Das LG Berlin beraumt einen weiteren Verhandlungs- und Beweisaufnahmetermin auf den 3.5. an, zu dem es auch die Zeugen B und C lädt. Der Zeuge C entschuldigt sich wegen Urlaubsabwesenheit und wird vom LG Berlin von dem Termin abgeladen. Der Zeuge B erscheint zu dem Beweisaufnahmetermin vom 3.5. und wird während einer Dauer von 10 Minuten in Anwesenheit der Prozessbevollmächtigten der Parteien zur Person und zur Sache vernommen.
Zu dem vom LG Berlin auf den 10.8. anberaumten Verhandlungs- und Beweisaufnahmetermin erscheinen die Prozessbevollmächtigten der Parteien und der Zeuge C, dessen Vernehmung zur Person und zur Sache 15 Minuten dauert.
Das LG Berlin gibt der Klage statt und erlegt dem Beklagten die Kosten des Rechtsstreits auf.
Welche außergerichtlichen Kosten wird der nicht zum Vorsteuerabzug berechtigte Kläger in seinem Kostenfestsetzungsantrag gegen den Beklagten geltend machen?
2.1. Abwandlung
Der Zeuge C wohnt in Hamburg und wird auf Ersuchen des Vorsitzenden des Prozessgerichts des LG Berlin gem. § 362 ZPO von dem ersuchten Richter beim AG Hamburg zur Person und zur Sache vernommen. Der Kläger lässt sich in diesem Beweisaufnahmetermin durch den von ihm beauftragten Hamburger Rechtsanwalt H als Terminsvertreter vertreten.
Welche außergerichtlichen Kosten kann der auch in der Abwandlung obsiegende Kläger nunmehr gegen den Beklagten geltend machen?
3.2. Abwandlung
Rechtsanwalt K nimmt in der ersten Abwandlung für den Kläger den auswärtigen Beweisaufnahmetermin vor dem AG Hamburg selbst wahr. In diesem Termin wird wieder der Zeuge C zur Person und zur Sache vernommen. Zu dem Beweisaufnahmetermin ist Rechtsanwalt K mit der Bahn angereist und hat hierfür Fahrtkosten i.H.v. 150,00 EUR netto aufgebracht. Die Dauer der Geschäftsreise betrug acht Stunden.

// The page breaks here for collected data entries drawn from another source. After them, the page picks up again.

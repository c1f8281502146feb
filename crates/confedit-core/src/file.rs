//! Ensuring state in a document on disk.
//!
//! Copyright (c) 2025 Posit, PBC
//!
//! [`ensure_file`] checks the source, loads it, runs [`crate::ensure`], and
//! only when the tree actually changed takes the optional backup and writes
//! the result, either back to the source or to a separate destination.

use std::fs;
use std::io::ErrorKind;
use std::path::{Path, PathBuf};

use chrono::Local;
use tracing::{debug, info};

use crate::ensure::{EnsureRequest, ensure};
use crate::error::{Error, Result};
use crate::mutate::Mutation;
use crate::node::Node;
use crate::store::{self, Format};

/// Where to read from and how to persist.
#[derive(Debug, Clone, PartialEq, Eq)]
pub struct FileRequest {
    src: PathBuf,
    dest: Option<PathBuf>,
    backup: bool,
    dry_run: bool,
}

impl FileRequest {
    pub fn new(src: impl Into<PathBuf>) -> Self {
        Self {
            src: src.into(),
            dest: None,
            backup: false,
            dry_run: false,
        }
    }

    /// Write the result here instead of over the source. The format is
    /// still taken from the source extension.
    pub fn with_dest(mut self, dest: impl Into<PathBuf>) -> Self {
        self.dest = Some(dest.into());
        self
    }

    /// Copy the source to `<src>_<YYYYmmddHHMMSS>` before overwriting it.
    pub fn with_backup(mut self, backup: bool) -> Self {
        self.backup = backup;
        self
    }

    /// Report what would change without writing anything.
    pub fn with_dry_run(mut self, dry_run: bool) -> Self {
        self.dry_run = dry_run;
        self
    }

    pub fn src(&self) -> &Path {
        &self.src
    }

    /// The file that a change is written to.
    pub fn target(&self) -> &Path {
        self.dest.as_deref().unwrap_or(&self.src)
    }
}

/// The result of [`ensure_file`].
#[derive(Debug, Clone, PartialEq)]
pub struct FileOutcome {
    /// Whether the document changed (or would have, for a dry run).
    pub changed: bool,
    /// What was at the path before the operation.
    pub matched: Option<Node>,
    pub mutation: Mutation,
    /// The backup copy, if one was taken.
    pub backup: Option<PathBuf>,
    /// Bytes written, if the document was persisted.
    pub written: Option<usize>,
}

/// Apply `request` to the document at `file.src()`.
pub fn ensure_file(file: &FileRequest, request: &EnsureRequest) -> Result<FileOutcome> {
    let format = check_source(&file.src)?;
    let content = fs::read_to_string(&file.src).map_err(|e| Error::io(&file.src, e))?;
    let mut tree = store::load_str(&content, format)?;

    let outcome = ensure(&mut tree, request)?;
    let mut result = FileOutcome {
        changed: outcome.changed,
        matched: outcome.matched,
        mutation: outcome.mutation,
        backup: None,
        written: None,
    };
    if !result.changed {
        debug!(src = %file.src.display(), "no change needed");
        return Ok(result);
    }
    if file.dry_run {
        info!(src = %file.src.display(), mutation = ?result.mutation, "dry run, not writing");
        return Ok(result);
    }

    if file.backup {
        result.backup = Some(backup(&file.src)?);
    }
    result.written = Some(store::dump(&tree, file.target(), format)?);
    Ok(result)
}

/// Verify the source exists, is readable, is a regular file and has a
/// supported extension, in that order.
pub fn check_source(src: &Path) -> Result<Format> {
    let metadata = match fs::metadata(src) {
        Ok(metadata) => metadata,
        Err(e) if e.kind() == ErrorKind::NotFound => {
            return Err(Error::SourceNotFound(src.to_path_buf()));
        }
        Err(e) if e.kind() == ErrorKind::PermissionDenied => {
            return Err(Error::SourceNotReadable(src.to_path_buf()));
        }
        Err(e) => return Err(Error::io(src, e)),
    };
    if metadata.is_file() {
        if let Err(e) = fs::File::open(src) {
            return Err(if e.kind() == ErrorKind::PermissionDenied {
                Error::SourceNotReadable(src.to_path_buf())
            } else {
                Error::io(src, e)
            });
        }
    } else {
        return Err(Error::SourceNotAFile(src.to_path_buf()));
    }
    Format::from_path(src)
}

/// Copy `src` next to itself with a timestamp suffix.
fn backup(src: &Path) -> Result<PathBuf> {
    let mut name = src.as_os_str().to_owned();
    name.push(format!("_{}", Local::now().format("%Y%m%d%H%M%S")));
    let copy = PathBuf::from(name);
    fs::copy(src, &copy).map_err(|e| Error::io(&copy, e))?;
    info!(src = %src.display(), backup = %copy.display(), "backed up source");
    Ok(copy)
}

#[cfg(test)]
mod tests {
    use super::*;
    use crate::ensure::State;
    use tempfile::TempDir;

    const SAMPLE: &str = "config:\n  a: 1\n  a-b: ~\nlists:\n  - 10\n  - 20\n  - 30\n";

    fn write(dir: &TempDir, name: &str, content: &str) -> PathBuf {
        let path = dir.path().join(name);
        fs::write(&path, content).unwrap();
        path
    }

    fn request(path: &str, value: Option<Node>, state: State) -> EnsureRequest {
        EnsureRequest::new(path, value, state).unwrap()
    }

    #[test]
    fn test_present_writes_back() {
        let dir = tempfile::tempdir().unwrap();
        let src = write(&dir, "test.yml", SAMPLE);

        let outcome = ensure_file(
            &FileRequest::new(&src),
            &request("config.c", Some(Node::from("x")), State::Present),
        )
        .unwrap();
        assert!(outcome.changed);
        assert!(outcome.written.is_some());
        assert!(outcome.backup.is_none());

        let doc = store::load(&src).unwrap();
        assert_eq!(doc.as_mapping().unwrap()["config"].as_mapping().unwrap()["c"], Node::from("x"));
    }

    #[test]
    fn test_second_run_does_not_write() {
        let dir = tempfile::tempdir().unwrap();
        let src = write(&dir, "test.yml", SAMPLE);
        let req = request("lists[2]", Some(Node::from(100)), State::Present);

        assert!(ensure_file(&FileRequest::new(&src), &req).unwrap().changed);
        let after_first = fs::read_to_string(&src).unwrap();

        let second = ensure_file(&FileRequest::new(&src), &req).unwrap();
        assert!(!second.changed);
        assert!(second.written.is_none());
        assert_eq!(fs::read_to_string(&src).unwrap(), after_first);

        let doc = store::load(&src).unwrap();
        assert_eq!(
            doc.as_mapping().unwrap()["lists"],
            Node::from(vec![Node::from(10), Node::from(20), Node::from(100), Node::from(30)])
        );
    }

    #[test]
    fn test_check_reports_without_writing() {
        let dir = tempfile::tempdir().unwrap();
        let src = write(&dir, "test.yaml", SAMPLE);
        let outcome = ensure_file(
            &FileRequest::new(&src),
            &request("config.a-b", None, State::Check),
        )
        .unwrap();
        assert!(!outcome.changed);
        assert_eq!(outcome.matched, Some(Node::null()));
        assert_eq!(fs::read_to_string(&src).unwrap(), SAMPLE);
    }

    #[test]
    fn test_backup_keeps_the_original() {
        let dir = tempfile::tempdir().unwrap();
        let src = write(&dir, "test.yml", SAMPLE);
        let outcome = ensure_file(
            &FileRequest::new(&src).with_backup(true),
            &request("config.a", Some(Node::from(1)), State::Absent),
        )
        .unwrap();
        let backup = outcome.backup.unwrap();
        assert!(backup.to_string_lossy().starts_with(&*src.to_string_lossy()));
        assert_eq!(fs::read_to_string(&backup).unwrap(), SAMPLE);
        assert_ne!(fs::read_to_string(&src).unwrap(), SAMPLE);
    }

    #[test]
    fn test_no_backup_when_nothing_changes() {
        let dir = tempfile::tempdir().unwrap();
        let src = write(&dir, "test.yml", SAMPLE);
        let outcome = ensure_file(
            &FileRequest::new(&src).with_backup(true),
            &request("config.a", Some(Node::from(1)), State::Present),
        )
        .unwrap();
        assert!(!outcome.changed);
        assert!(outcome.backup.is_none());
        assert_eq!(fs::read_dir(dir.path()).unwrap().count(), 1);
    }

    #[test]
    fn test_dest_leaves_source_alone() {
        let dir = tempfile::tempdir().unwrap();
        let src = write(&dir, "test.yml", SAMPLE);
        let dest = dir.path().join("out.yml");
        ensure_file(
            &FileRequest::new(&src).with_dest(&dest),
            &request("config.d", Some(Node::from(30)), State::Present),
        )
        .unwrap();
        assert_eq!(fs::read_to_string(&src).unwrap(), SAMPLE);
        let doc = store::load(&dest).unwrap();
        assert_eq!(doc.as_mapping().unwrap()["config"].as_mapping().unwrap()["d"], Node::from(30));
    }

    #[test]
    fn test_dry_run_reports_change_without_writing() {
        let dir = tempfile::tempdir().unwrap();
        let src = write(&dir, "test.yml", SAMPLE);
        let outcome = ensure_file(
            &FileRequest::new(&src).with_dry_run(true).with_backup(true),
            &request("config.d", Some(Node::from(30)), State::Present),
        )
        .unwrap();
        assert!(outcome.changed);
        assert!(outcome.written.is_none());
        assert!(outcome.backup.is_none());
        assert_eq!(fs::read_to_string(&src).unwrap(), SAMPLE);
    }

    #[test]
    fn test_json_source() {
        let dir = tempfile::tempdir().unwrap();
        let src = write(&dir, "test.json", r#"{"b": 1, "a": {"x": [1, 2]}}"#);
        ensure_file(
            &FileRequest::new(&src),
            &request("a.x[-1]", Some(Node::from(3)), State::Present),
        )
        .unwrap();
        let text = fs::read_to_string(&src).unwrap();
        insta::assert_snapshot!(text, @r#"
        {
          "b": 1,
          "a": {
            "x": [
              1,
              2,
              3
            ]
          }
        }
        "#);
    }

    #[test]
    fn test_source_preconditions() {
        let dir = tempfile::tempdir().unwrap();
        let req = request("a", None, State::Check);

        let missing = dir.path().join("missing.yml");
        assert!(matches!(
            ensure_file(&FileRequest::new(&missing), &req),
            Err(Error::SourceNotFound(_))
        ));

        let sub = dir.path().join("sub.yml");
        fs::create_dir(&sub).unwrap();
        assert!(matches!(
            ensure_file(&FileRequest::new(&sub), &req),
            Err(Error::SourceNotAFile(_))
        ));

        let toml = write(&dir, "conf.toml", "a = 1\n");
        assert!(matches!(
            ensure_file(&FileRequest::new(&toml), &req),
            Err(Error::UnsupportedExtension(ext)) if ext == ".toml"
        ));
    }

    #[test]
    fn test_malformed_source() {
        let dir = tempfile::tempdir().unwrap();
        let src = write(&dir, "broken.json", "{not json");
        assert!(matches!(
            ensure_file(&FileRequest::new(&src), &request("a", None, State::Check)),
            Err(Error::Format { format: Format::Json, .. })
        ));
        assert_eq!(fs::read_to_string(&src).unwrap(), "{not json");
    }
}
//! Read-only path resolution.
//!
//! Copyright (c) 2025 Posit, PBC

use crate::node::Node;
use crate::path::{Path, Segment};

/// Walk `path` through `root` and return the addressed node.
///
/// Returns `None` for a missing key, an out-of-range index, or a segment
/// that does not fit the node it is applied to (a key on a sequence, an
/// index on a mapping, anything on a scalar). A node that exists and holds
/// `null` is `Some`.
pub fn resolve<'a>(root: &'a Node, path: &Path) -> Option<&'a Node> {
    path.segments()
        .iter()
        .try_fold(root, |current, segment| step(current, segment))
}

fn step<'a>(node: &'a Node, segment: &Segment) -> Option<&'a Node> {
    match (segment, node) {
        (Segment::Key(key), Node::Mapping(entries)) => entries.get(key),
        (Segment::Index(index), Node::Sequence(items)) => {
            position(*index, items.len()).map(|at| &items[at])
        }
        _ => None,
    }
}

/// Turn a possibly negative index into an in-bounds position.
pub(crate) fn position(index: i64, len: usize) -> Option<usize> {
    let len = len as i64;
    let at = if index < 0 { len + index } else { index };
    if (0..len).contains(&at) {
        Some(at as usize)
    } else {
        None
    }
}
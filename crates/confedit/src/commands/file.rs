//! `confedit file`

use std::path::PathBuf;

use anyhow::{Context, Result};
use confedit_core::{FileRequest, Node, ensure_file};
use serde::Serialize;

use super::{print_report, reported_value, request};

pub struct FileArgs {
    pub src: PathBuf,
    pub key: String,
    pub value: Option<String>,
    pub state: String,
    pub backup: bool,
    pub dest: Option<PathBuf>,
    pub dry_run: bool,
}

#[derive(Serialize)]
struct FileReport {
    changed: bool,
    value: Option<Node>,
    backup: Option<PathBuf>,
}

pub fn execute(args: FileArgs) -> Result<()> {
    let request = request(&args.key, args.value.as_deref(), &args.state)?;

    let mut file = FileRequest::new(&args.src)
        .with_backup(args.backup)
        .with_dry_run(args.dry_run);
    if let Some(dest) = &args.dest {
        file = file.with_dest(dest);
    }

    let outcome = ensure_file(&file, &request)
        .with_context(|| format!("failed to ensure '{}' in {}", args.key, args.src.display()))?;

    print_report(&FileReport {
        changed: outcome.changed,
        value: reported_value(&request, outcome.matched),
        backup: outcome.backup,
    })
}
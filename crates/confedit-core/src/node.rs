//! The in-memory document tree.
//!
//! Copyright (c) 2025 Posit, PBC
//!
//! A document is a closed tree of mappings, sequences and scalars. Mappings
//! keep insertion order so that a loaded file dumps back with its keys where
//! they were.

use indexmap::IndexMap;
use serde::ser::{Serialize, SerializeMap, SerializeSeq, Serializer};
use yaml_rust2::{Yaml, YamlLoader};

use crate::error::{Error, Result};
use crate::store::Format;

/// A node of a configuration document.
#[derive(Debug, Clone, PartialEq)]
pub enum Node {
    /// Ordered string keys to child nodes; keys are unique.
    Mapping(IndexMap<String, Node>),

    /// Ordered list of child nodes.
    Sequence(Vec<Node>),

    /// A leaf value.
    Scalar(Scalar),
}

/// A leaf value.
#[derive(Debug, Clone)]
pub enum Scalar {
    Null,
    Bool(bool),
    Integer(i64),
    /// An integer above `i64::MAX`.
    Unsigned(u64),
    Float(f64),
    String(String),
}

impl PartialEq for Scalar {
    fn eq(&self, other: &Self) -> bool {
        match (self, other) {
            (Scalar::Null, Scalar::Null) => true,
            (Scalar::Bool(a), Scalar::Bool(b)) => a == b,
            (Scalar::Integer(a), Scalar::Integer(b)) => a == b,
            (Scalar::Unsigned(a), Scalar::Unsigned(b)) => a == b,
            // A document holding .nan must still compare equal to itself.
            (Scalar::Float(a), Scalar::Float(b)) => a == b || (a.is_nan() && b.is_nan()),
            // 1 and 1.0 describe the same configuration value
            (Scalar::Integer(i), Scalar::Float(f)) | (Scalar::Float(f), Scalar::Integer(i)) => {
                *i as f64 == *f
            }
            (Scalar::Unsigned(u), Scalar::Float(f)) | (Scalar::Float(f), Scalar::Unsigned(u)) => {
                *u as f64 == *f
            }
            (Scalar::String(a), Scalar::String(b)) => a == b,
            _ => false,
        }
    }
}

impl Node {
    pub fn null() -> Self {
        Node::Scalar(Scalar::Null)
    }

    /// An empty mapping.
    pub fn mapping() -> Self {
        Node::Mapping(IndexMap::new())
    }

    /// An empty sequence.
    pub fn sequence() -> Self {
        Node::Sequence(Vec::new())
    }

    pub fn is_mapping(&self) -> bool {
        matches!(self, Node::Mapping(_))
    }

    pub fn is_sequence(&self) -> bool {
        matches!(self, Node::Sequence(_))
    }

    pub fn is_scalar(&self) -> bool {
        matches!(self, Node::Scalar(_))
    }

    pub fn is_null(&self) -> bool {
        matches!(self, Node::Scalar(Scalar::Null))
    }

    /// Mappings and sequences are containers; scalars are not.
    pub fn is_container(&self) -> bool {
        !self.is_scalar()
    }

    pub fn as_mapping(&self) -> Option<&IndexMap<String, Node>> {
        match self {
            Node::Mapping(entries) => Some(entries),
            _ => None,
        }
    }

    pub fn as_sequence(&self) -> Option<&[Node]> {
        match self {
            Node::Sequence(items) => Some(items),
            _ => None,
        }
    }

    pub fn as_str(&self) -> Option<&str> {
        match self {
            Node::Scalar(Scalar::String(s)) => Some(s),
            _ => None,
        }
    }

    pub fn as_i64(&self) -> Option<i64> {
        match self {
            Node::Scalar(Scalar::Integer(i)) => Some(*i),
            _ => None,
        }
    }

    /// Short name of the variant, for logs and error messages.
    pub fn kind(&self) -> &'static str {
        match self {
            Node::Mapping(_) => "mapping",
            Node::Sequence(_) => "sequence",
            Node::Scalar(_) => "scalar",
        }
    }

    /// Parse a value literal as given on a command line.
    ///
    /// The literal is read as a YAML document, so `30` is an integer,
    /// `[1, 2]` a sequence and `{a: 1}` a mapping. Text that is not valid
    /// YAML is kept verbatim as a string.
    pub fn from_literal(text: &str) -> Node {
        let docs = match YamlLoader::load_from_str(text) {
            Ok(docs) => docs,
            Err(_) => return Node::from(text),
        };
        match docs.into_iter().next() {
            Some(yaml) => Node::from_yaml(yaml).unwrap_or_else(|_| Node::from(text)),
            None => Node::from(text),
        }
    }

    /// Convert a `yaml_rust2` value.
    ///
    /// Scalar mapping keys are stringified; mapping or sequence keys and
    /// unresolved aliases are rejected.
    pub fn from_yaml(yaml: Yaml) -> Result<Node> {
        let node = match yaml {
            Yaml::Null => Node::null(),
            Yaml::Boolean(b) => Node::Scalar(Scalar::Bool(b)),
            Yaml::Integer(i) => Node::Scalar(Scalar::Integer(i)),
            // yaml-rust2 reads integers too large for i64 as reals.
            Yaml::Real(ref text) => match (text.parse::<u64>(), yaml.as_f64()) {
                (Ok(u), _) => Node::Scalar(Scalar::Unsigned(u)),
                (Err(_), Some(f)) => Node::Scalar(Scalar::Float(f)),
                (Err(_), None) => Node::Scalar(Scalar::String(text.clone())),
            },
            Yaml::String(s) => Node::Scalar(Scalar::String(s)),
            Yaml::Array(items) => Node::Sequence(
                items
                    .into_iter()
                    .map(Node::from_yaml)
                    .collect::<Result<Vec<_>>>()?,
            ),
            Yaml::Hash(hash) => {
                let mut entries = IndexMap::with_capacity(hash.len());
                for (key, value) in hash {
                    entries.insert(yaml_key(key)?, Node::from_yaml(value)?);
                }
                Node::Mapping(entries)
            }
            Yaml::Alias(_) | Yaml::BadValue => {
                return Err(Error::Format {
                    format: Format::Yaml,
                    message: "unresolvable alias or bad value".into(),
                });
            }
        };
        Ok(node)
    }

    /// Convert to a `yaml_rust2` value for emitting.
    pub fn to_yaml(&self) -> Yaml {
        match self {
            Node::Mapping(entries) => Yaml::Hash(
                entries
                    .iter()
                    .map(|(k, v)| (Yaml::String(k.clone()), v.to_yaml()))
                    .collect(),
            ),
            Node::Sequence(items) => Yaml::Array(items.iter().map(Node::to_yaml).collect()),
            Node::Scalar(Scalar::Null) => Yaml::Null,
            Node::Scalar(Scalar::Bool(b)) => Yaml::Boolean(*b),
            Node::Scalar(Scalar::Integer(i)) => Yaml::Integer(*i),
            Node::Scalar(Scalar::Unsigned(u)) => Yaml::Real(u.to_string()),
            Node::Scalar(Scalar::Float(f)) => Yaml::Real(yaml_float(*f)),
            Node::Scalar(Scalar::String(s)) => Yaml::String(s.clone()),
        }
    }

    /// Convert a `serde_json` value, keeping object key order.
    pub fn from_json(value: serde_json::Value) -> Node {
        match value {
            serde_json::Value::Null => Node::null(),
            serde_json::Value::Bool(b) => Node::Scalar(Scalar::Bool(b)),
            serde_json::Value::Number(n) => match (n.as_i64(), n.as_u64()) {
                (Some(i), _) => Node::Scalar(Scalar::Integer(i)),
                (None, Some(u)) => Node::Scalar(Scalar::Unsigned(u)),
                (None, None) => Node::Scalar(Scalar::Float(n.as_f64().unwrap_or(f64::NAN))),
            },
            serde_json::Value::String(s) => Node::Scalar(Scalar::String(s)),
            serde_json::Value::Array(items) => {
                Node::Sequence(items.into_iter().map(Node::from_json).collect())
            }
            serde_json::Value::Object(map) => Node::Mapping(
                map.into_iter()
                    .map(|(k, v)| (k, Node::from_json(v)))
                    .collect(),
            ),
        }
    }

    /// Convert to a `serde_json` value. Non-finite floats become `null`.
    pub fn to_json(&self) -> serde_json::Value {
        match self {
            Node::Mapping(entries) => serde_json::Value::Object(
                entries
                    .iter()
                    .map(|(k, v)| (k.clone(), v.to_json()))
                    .collect(),
            ),
            Node::Sequence(items) => {
                serde_json::Value::Array(items.iter().map(Node::to_json).collect())
            }
            Node::Scalar(Scalar::Null) => serde_json::Value::Null,
            Node::Scalar(Scalar::Bool(b)) => serde_json::Value::Bool(*b),
            Node::Scalar(Scalar::Integer(i)) => serde_json::Value::from(*i),
            Node::Scalar(Scalar::Unsigned(u)) => serde_json::Value::from(*u),
            Node::Scalar(Scalar::Float(f)) => serde_json::Number::from_f64(*f)
                .map_or(serde_json::Value::Null, serde_json::Value::Number),
            Node::Scalar(Scalar::String(s)) => serde_json::Value::String(s.clone()),
        }
    }
}

fn yaml_key(key: Yaml) -> Result<String> {
    match key {
        Yaml::String(s) => Ok(s),
        Yaml::Integer(i) => Ok(i.to_string()),
        Yaml::Real(s) => Ok(s),
        Yaml::Boolean(b) => Ok(b.to_string()),
        Yaml::Null => Ok("null".to_string()),
        other => Err(Error::Format {
            format: Format::Yaml,
            message: format!("unsupported mapping key {:?}", other),
        }),
    }
}

/// Render a float so that it reads back as a float.
fn yaml_float(f: f64) -> String {
    if f.is_nan() {
        ".nan".to_string()
    } else if f.is_infinite() {
        let text = if f > 0.0 { ".inf" } else { "-.inf" };
        text.to_string()
    } else {
        // Debug keeps the fractional part: 1.0, not 1
        format!("{:?}", f)
    }
}

impl Serialize for Node {
    fn serialize<S: Serializer>(&self, serializer: S) -> std::result::Result<S::Ok, S::Error> {
        match self {
            Node::Mapping(entries) => {
                let mut map = serializer.serialize_map(Some(entries.len()))?;
                for (k, v) in entries {
                    map.serialize_entry(k, v)?;
                }
                map.end()
            }
            Node::Sequence(items) => {
                let mut seq = serializer.serialize_seq(Some(items.len()))?;
                for item in items {
                    seq.serialize_element(item)?;
                }
                seq.end()
            }
            Node::Scalar(Scalar::Null) => serializer.serialize_unit(),
            Node::Scalar(Scalar::Bool(b)) => serializer.serialize_bool(*b),
            Node::Scalar(Scalar::Integer(i)) => serializer.serialize_i64(*i),
            Node::Scalar(Scalar::Unsigned(u)) => serializer.serialize_u64(*u),
            Node::Scalar(Scalar::Float(f)) => serializer.serialize_f64(*f),
            Node::Scalar(Scalar::String(s)) => serializer.serialize_str(s),
        }
    }
}

impl From<Scalar> for Node {
    fn from(scalar: Scalar) -> Self {
        Node::Scalar(scalar)
    }
}

impl From<&str> for Node {
    fn from(s: &str) -> Self {
        Node::Scalar(Scalar::String(s.to_string()))
    }
}

impl From<String> for Node {
    fn from(s: String) -> Self {
        Node::Scalar(Scalar::String(s))
    }
}

impl From<i32> for Node {
    fn from(i: i32) -> Self {
        Node::Scalar(Scalar::Integer(i64::from(i)))
    }
}

impl From<i64> for Node {
    fn from(i: i64) -> Self {
        Node::Scalar(Scalar::Integer(i))
    }
}

impl From<f64> for Node {
    fn from(f: f64) -> Self {
        Node::Scalar(Scalar::Float(f))
    }
}

impl From<bool> for Node {
    fn from(b: bool) -> Self {
        Node::Scalar(Scalar::Bool(b))
    }
}

impl From<Vec<Node>> for Node {
    fn from(items: Vec<Node>) -> Self {
        Node::Sequence(items)
    }
}

impl From<IndexMap<String, Node>> for Node {
    fn from(entries: IndexMap<String, Node>) -> Self {
        Node::Mapping(entries)
    }
}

Welche außergerichtlichen Kosten sind in diesem Fall entstanden?
II. Lösungen
1. Lösung zum Ausgangsfall
I. Angefallene Gebühren und Auslagen
1. Verfahrensgebühr
Rechtsanwalt K ist gem. Vorbem. 3 Abs. 2 VV für das Betreiben des Geschäfts die Verfahrensgebühr angefallen. Diese ist mit einem Gebührensatz von 1,3 entstanden, weil er mit der Klageschrift einen Schriftsatz mit Sachantrag bei Gericht eingereicht hat und er außerdem die Verhandlungs- und Beweisaufnahmetermine wahrgenommen hat (s. Nr. 3101 Nr. 1 VV).
2. Terminsgebühr
Nach Vorbem. 3 Abs. 3 S. 1 VV entsteht die Terminsgebühr für die Wahrnehmung von gerichtlichen Terminen. Rechtsanwalt K hat für seinen Mandanten drei Verhandlungs- und Beweisaufnahmetermine wahrgenommen und hat deshalb nach Nr. 3104 VV die 1,2-Terminsgebühr verdient.
3. Zusatzgebühr
Die Zusatzgebühr Nr. 1010 VV fällt für besonders umfangreiche Beweisaufnahmen in Angelegenheiten an, in denen sich die Gebühren nach Teil 3 VV richten und mindestens drei gerichtliche Termine stattfinden, in denen Sachverständige oder Zeugen vernommen werden. Vorliegend haben am 2.2., 3.5. und 10.8. vor dem LG Berlin drei Termine stattgefunden, in denen jeweils ein Zeuge vernommen worden ist. Dies gilt auch für den Termin vom 2.2., in dem der Zeuge A von seinem Zeugnisverweigerungsrecht Gebrauch gemacht hat und damit nicht zur Sache vernommen worden ist. Die Vernehmung zur Person stellt nämlich ebenfalls eine Vernehmung des Zeugen dar.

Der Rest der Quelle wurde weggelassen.